俺様課長のお気に入り
「い、岩崎さん、なんですか急に」

「岩崎さん?なんでそんなに他人行儀なんだ?」

「だ、だって、ここ会社だし」

「今は俺とお前の2人だけだ。会社なんて関係ない」

「要君、なんでそんなに起こってるの?」

「なんで?わからないのか?」

「…………」

「俺は陽菜に、いい子で待ってろって言っておいたはずだ」

「う、うん。確かに言われたけど……私、何も悪いことしてないよ?」

「何もしてない?」

要君は顔をしかめて、ますます不機嫌な顔になった。

「陽菜、坂田と出かけるってどういうことだよ。あいつと付き合ってるとも聞いたぞ」

「付き合ってはいないけど……」

「けど?一緒に出かけるのは本当なのか?」

「……うん」

「行かせるわけないだろ」

「えっ?」

「陽菜が他の男とでかけるのを、許すわけないだろ。陽菜は俺のものなんだから」

あまりのことに、要君が言ったことが理解できないでいると、要君にきつく抱きしめられた。

「そんなこと、俺が許すわけないだろ」

「ど、どういうこと?だって、私と要君は付き合っているわけじゃないでしょ」

「陽菜は本当にわかってないのか?俺がお前をかまうのも、お前にキスをするのも、陽菜のことが好きだからだ」

「はっ?……要君が私のことを好き?」

「ああ、そうだ」

「だってそれはケイ君と同列で、ペットに対する好きと同じじゃないの?」

「そんなわけないだろ。俺は女として陽菜が好きだ」

「だって、だって、要君はいつも私をちびっ子扱いするし、それに星野さんと付き合ってるって聞いたよ。
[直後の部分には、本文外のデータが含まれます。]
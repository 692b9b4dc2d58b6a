use std::fs::File;
use std::io::{self, Write};
use std::os::unix::prelude::{CommandExt, ExitStatusExt, RawFd};
use std::process::{Command, Stdio};
use std::sync::atomic::{AtomicBool, Ordering};
use std::sync::mpsc::{self, RecvTimeoutError};
use std::sync::Arc;
use std::thread;
use std::time::{Duration, Instant};

use log::{debug, error, info};
use nix::libc::STDOUT_FILENO;
use nix::sys::resource::{getrusage, UsageWho};
use nix::sys::signal::{killpg, Signal};
use nix::unistd::{close, dup2, Pid};

use crate::error::SandboxError;
use crate::isolate::NamespaceConfig;
use crate::outcome::{classify, ExecutionReport, ResultRecord};
use crate::pipe::PipeReader;
use crate::request::ExecutionRequest;

/// In-isolation entry point, invoked as the clone callback.
///
/// Runs inside the fresh namespace set. Binds stdout to the result
/// channel first; from then on exactly one serialized record ever
/// leaves this process on it.
pub(crate) fn enter(
  request: &ExecutionRequest,
  namespaces: &NamespaceConfig,
  result_fd: RawFd,
  barrier_fd: RawFd,
  inherited: &[RawFd],
) -> isize {
  for fd in inherited {
    let _ = close(*fd);
  }
  if dup2(result_fd, STDOUT_FILENO).is_err() {
    return 1;
  }
  if result_fd != STDOUT_FILENO {
    let _ = close(result_fd);
  }

  let record = match supervise(request, namespaces, barrier_fd) {
    Ok(record) => record,
    Err(err) => {
      error!("Supervision fails: {}", err);
      // Host internals stay in the log, the record carries a generic detail
      let detail = match err {
        SandboxError::Exec(_) => "program could not be started",
        _ => "sandbox setup failed",
      };
      ResultRecord::runtime_error(detail)
    }
  };

  emit(&record)
}

/// Isolate, execute and measure one untrusted program.
fn supervise(
  request: &ExecutionRequest,
  namespaces: &NamespaceConfig,
  barrier_fd: RawFd,
) -> Result<ResultRecord, SandboxError> {
  let barrier = PipeReader::from_raw(barrier_fd);

  namespaces.apply_user_mapping()?;

  // Resource limits must be attached before untrusted code may run
  if !barrier.read_byte()? {
    return Err(SandboxError::spawn("launcher closed the readiness channel"));
  }
  debug!("Readiness byte received, limits are attached");

  // I/O files live on host paths, open them before the root switch
  let stdin_file = match request.stdin() {
    Some(path) => Some(File::open(path)?),
    None => None,
  };
  let mut stdout_file = match request.stdout() {
    Some(path) => Some(File::create(path)?),
    None => None,
  };
  let mut stderr_file = match request.stderr() {
    Some(path) => Some(File::create(path)?),
    None => None,
  };

  namespaces.enter()?;

  let report = run_program(request, stdin_file)?;

  if let Some(file) = stdout_file.as_mut() {
    file.write_all(report.stdout().as_bytes())?;
  }
  if let Some(file) = stderr_file.as_mut() {
    file.write_all(report.stderr().as_bytes())?;
  }

  let outcome = classify(&report);
  info!(
    "Classified outcome status {} ({} ms, {} KB)",
    outcome.status(),
    report.time_ms(),
    report.memory_kb()
  );

  Ok(outcome.into_record())
}

/// Launch the untrusted program as its own process group, race it
/// against the wall clock and capture its termination state.
fn run_program(
  request: &ExecutionRequest,
  stdin_file: Option<File>,
) -> Result<ExecutionReport, SandboxError> {
  let (program, arguments) = request.command();
  info!("Start running program {} {}", program, arguments.join(" "));

  let mut command = Command::new(&program);
  command
    .args(&arguments)
    .env_clear()
    .process_group(0)
    .stdout(Stdio::piped())
    .stderr(Stdio::piped());
  for (key, value) in request.envs() {
    command.env(key, value);
  }
  match stdin_file {
    Some(file) => {
      command.stdin(Stdio::from(file));
    }
    None => {
      command.stdin(Stdio::inherit());
    }
  }

  let start = Instant::now();
  let child = command
    .spawn()
    .map_err(|err| SandboxError::exec(format!("spawn {} fails: {}", program, err)))?;
  let pgid = Pid::from_raw(child.id() as i32);

  // The timer is the only concurrent actor racing the child
  let timed_out = Arc::new(AtomicBool::new(false));
  let fired = Arc::clone(&timed_out);
  let (cancel, deadline) = mpsc::channel::<()>();
  let time_limit = Duration::from_millis(request.time_limit_ms());
  let timer = thread::spawn(move || {
    if let Err(RecvTimeoutError::Timeout) = deadline.recv_timeout(time_limit) {
      fired.store(true, Ordering::SeqCst);
      debug!("Timer fired, killing process group {}", pgid);
      if let Err(err) = killpg(pgid, Signal::SIGKILL) {
        debug!("Kill process group {} fails: {}", pgid, err);
      }
    }
  });

  let waited = child.wait_with_output();
  let _ = cancel.send(());
  let _ = timer.join();
  let output = waited.map_err(|err| SandboxError::exec(format!("wait fails: {}", err)))?;

  // Sweep stragglers the program may have spawned
  if let Err(err) = killpg(pgid, Signal::SIGKILL) {
    debug!("Sweep process group {}: {}", pgid, err);
  }

  let elapsed = start.elapsed().as_millis() as u64;
  let usage = getrusage(UsageWho::RUSAGE_CHILDREN)?;
  let memory = usage.max_rss() as u64;

  let status = output.status.code();
  let signal = output.status.signal();
  info!(
    "Program terminated: status {:?}, signal {:?}, {} ms",
    status, signal, elapsed
  );

  Ok(
    ExecutionReport::new(
      status,
      signal,
      timed_out.load(Ordering::SeqCst),
      elapsed,
      memory,
    )
    .set_stdout(String::from_utf8_lossy(&output.stdout).into_owned())
    .set_stderr(String::from_utf8_lossy(&output.stderr).into_owned()),
  )
}

/// Write the one result record on the supervisor's stdout.
fn emit(record: &ResultRecord) -> isize {
  let text = match serde_json::to_string(record) {
    Ok(text) => text,
    Err(err) => {
      error!("Serialize record fails: {}", err);
      return 1;
    }
  };
  let mut stdout = io::stdout();
  if stdout
    .write_all(text.as_bytes())
    .and_then(|_| stdout.flush())
    .is_err()
  {
    return 1;
  }
  0
}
休日に一緒にいるのも見かけたし……」

不意に思い出して、唇を噛んだ。

「だから要君は、私のことをケイ君のついでにかわいがってくれてるんだって思ってた」

「陽菜、俺は星野とは付き合ってない。確かに告白はされたけど、好きなやつがいるって断った。それに、休日って……たぶん、仕事絡みだ。先方の都合で、一度だけ休日に一緒に取引先に行ったんだ。それを見かけたんだろう」


そういえば、あの日、要君も星野さんもスーツ姿だった。